Я никого не увидела, но и мальчик, и овцы не могли сделать в ту сторону ни шагу, поэтому я посоветовала ему обойти утес нижней дорогой. Наверное, он наслушался россказней своих родителей и друзей, а когда шел один через нашу глушь, ему и померещилось. Но, положа руку на сердце, скажу вам, что не люблю я выходить из дома в темноте, да и в самом доме страшусь оставаться одна – уж больно он мрачный. Ничего не могу с собой поделать! Я буду только рада, когда молодые переедут отсюда в усадьбу.
– Так они переберутся в «Скворцы»? – спросил я.
– Да, – отвечала миссис Дин, – сразу как поженятся. А свадьба у них назначена в Новый год.
– А кто же будет жить здесь?
– Думаю, Джозеф останется присматривать за домом. Может, еще парнишку какого наймет, чтобы одному здесь не торчать. Они будут жить в кухне, а остальные комнаты запрут…

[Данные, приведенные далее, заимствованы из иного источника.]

use schemadrift_core::{EquivalencePolicy, Expr};

#[derive(Debug, Clone, Copy, Default)]
pub(crate) struct PostgresEquivalencePolicy;

pub(crate) static POSTGRES_EQUIVALENCE_POLICY: PostgresEquivalencePolicy =
    PostgresEquivalencePolicy;

impl EquivalencePolicy for PostgresEquivalencePolicy {
    fn is_equivalent_expr(&self, left: &Expr, right: &Expr) -> bool {
        let Some(left_canonical) = canonical_expr(left) else {
            return false;
        };
        let Some(right_canonical) = canonical_expr(right) else {
            return false;
        };

        left_canonical == right_canonical
    }
}

/// Normalization owns structural expression canonicalization in PostgreSQL.
/// This policy is only a residual safety valve for `Expr::Raw` spellings that
/// remain textually different after normalization.
fn canonical_expr(expr: &Expr) -> Option<String> {
    match expr {
        Expr::Raw(raw) => Some(canonical_raw_expr(raw)),
        Expr::Paren(inner) => canonical_expr(inner),
        _ => None,
    }
}

fn canonical_raw_expr(raw: &str) -> String {
    let mut normalized = collapse_whitespace(raw);
    normalized = strip_redundant_outer_parens(normalized);
    normalized = collapse_whitespace(&normalized);

    if let Some(integer_literal) = normalize_integer_cast_literal(&normalized) {
        return integer_literal;
    }
    if let Some(integer_literal) = canonical_integer_literal(&normalized) {
        return integer_literal;
    }

    normalized
}

fn normalize_integer_cast_literal(expr: &str) -> Option<String> {
    let (literal, data_type) = expr.split_once("::")?;
    if data_type.contains("::") {
        return None;
    }

    let canonical_type = canonical_type_name(data_type);
    if !is_integer_type(&canonical_type) {
        return None;
    }

    let quoted_literal = literal.trim();
    let inner = quoted_literal.strip_prefix('\'')?.strip_suffix('\'')?;
    if inner.contains('\'') {
        return None;
    }

    canonical_integer_literal(inner)
}

fn canonical_type_name(raw: &str) -> String {
    raw.rsplit('.')
        .next()
        .unwrap_or(raw)
        .trim()
        .trim_matches('"')
        .to_ascii_lowercase()
}

fn is_integer_type(data_type: &str) -> bool {
    matches!(
        data_type,
        "int" | "int2" | "int4" | "int8" | "integer" | "smallint" | "bigint"
    )
}

fn canonical_integer_literal(raw: &str) -> Option<String> {
    let value = raw.trim();
    if value.is_empty() {
        return None;
    }

    let (negative, digits) = if let Some(rest) = value.strip_prefix('-') {
        (true, rest)
    } else if let Some(rest) = value.strip_prefix('+') {
        (false, rest)
    } else {
        (false, value)
    };

    if digits.is_empty() || !digits.chars().all(|ch| ch.is_ascii_digit()) {
        return None;
    }

    let normalized_digits = digits.trim_start_matches('0');
    let normalized_digits = if normalized_digits.is_empty() {
        "0"
    } else {
        normalized_digits
    };

    if negative && normalized_digits != "0" {
        Some(format!("-{normalized_digits}"))
    } else {
        Some(normalized_digits.to_string())
    }
}

fn strip_redundant_outer_parens(input: String) -> String {
    let mut candidate = input;
    loop {
        let trimmed = candidate.trim();
        if !trimmed.starts_with('(') || !trimmed.ends_with(')') {
            return trimmed.to_string();
        }
        if !outer_parens_wrap_entire_expr(trimmed) {
            return trimmed.to_string();
        }

        let inner = trimmed
            .strip_prefix('(')
            .and_then(|s| s.strip_suffix(')'))
            .unwrap_or(trimmed)
            .trim();
        candidate = inner.to_string();
    }
}

fn outer_parens_wrap_entire_expr(expr: &str) -> bool {
    let mut depth = 0i32;
    let mut in_single_quote = false;
    let mut in_double_quote = false;
    let mut chars = expr.char_indices().peekable();

    while let Some((_index, ch)) = chars.next() {
        if ch == '\'' && !in_double_quote {
            if in_single_quote {
                if matches!(chars.peek(), Some((_, '\''))) {
                    chars.next();
                } else {
                    in_single_quote = false;
                }
            } else {
                in_single_quote = true;
            }
            continue;
        }

        if ch == '"' && !in_single_quote {
            if in_double_quote {
                if matches!(chars.peek(), Some((_, '"'))) {
                    chars.next();
                } else {
                    in_double_quote = false;
                }
            } else {
                in_double_quote = true;
            }
            continue;
        }

        if in_single_quote || in_double_quote {
            continue;
        }

        match ch {
            '(' => depth += 1,
            ')' => {
                depth -= 1;
                if depth < 0 {
                    return false;
                }
                if depth == 0 && chars.peek().is_some() {
                    return false;
                }
            }
            _ => {}
        }
    }

    depth == 0 && !in_single_quote && !in_double_quote
}

fn collapse_whitespace(input: &str) -> String {
    let mut output = String::with_capacity(input.len());
    let mut in_single_quote = false;
    let mut in_double_quote = false;
    let mut pending_space = false;
    let mut chars = input.chars().peekable();

    while let Some(ch) = chars.next() {
        if ch == '\'' && !in_double_quote {
            if pending_space && !output.is_empty() {
                output.push(' ');
            }
            pending_space = false;
            output.push(ch);

            if in_single_quote {
                if matches!(chars.peek(), Some('\'')) {
                    output.push('\'');
                    chars.next();
                } else {
                    in_single_quote = false;
                }
            } else {
                in_single_quote = true;
            }
            continue;
        }

        if ch == '"' && !in_single_quote {
            if pending_space && !output.is_empty() {
                output.push(' ');
            }
            pending_space = false;
            output.push(ch);

            if in_double_quote {
                if matches!(chars.peek(), Some('"')) {
                    output.push('"');
                    chars.next();
                } else {
                    in_double_quote = false;
                }
            } else {
                in_double_quote = true;
            }
            continue;
        }

        if !in_single_quote && !in_double_quote && ch.is_whitespace() {
            pending_space = true;
            continue;
        }

        if pending_space && !output.is_empty() {
            output.push(' ');
        }
        pending_space = false;
        output.push(ch);
    }

    output.trim().to_string()
}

– …и оставят их в распоряжении тех призраков, которые в них поселятся… – закончил я за нее фразу страшным голосом.
– Как вам не стыдно, мистер Локвуд, – сказала Нелли, решительно покачав головой. – Я верю в то, что мертвые спят мирным сном, но более чем убеждена, что не следует говорить о них легкомысленно.
В эту минуту садовые ворота распахнулись – молодая пара возвращалась с прогулки.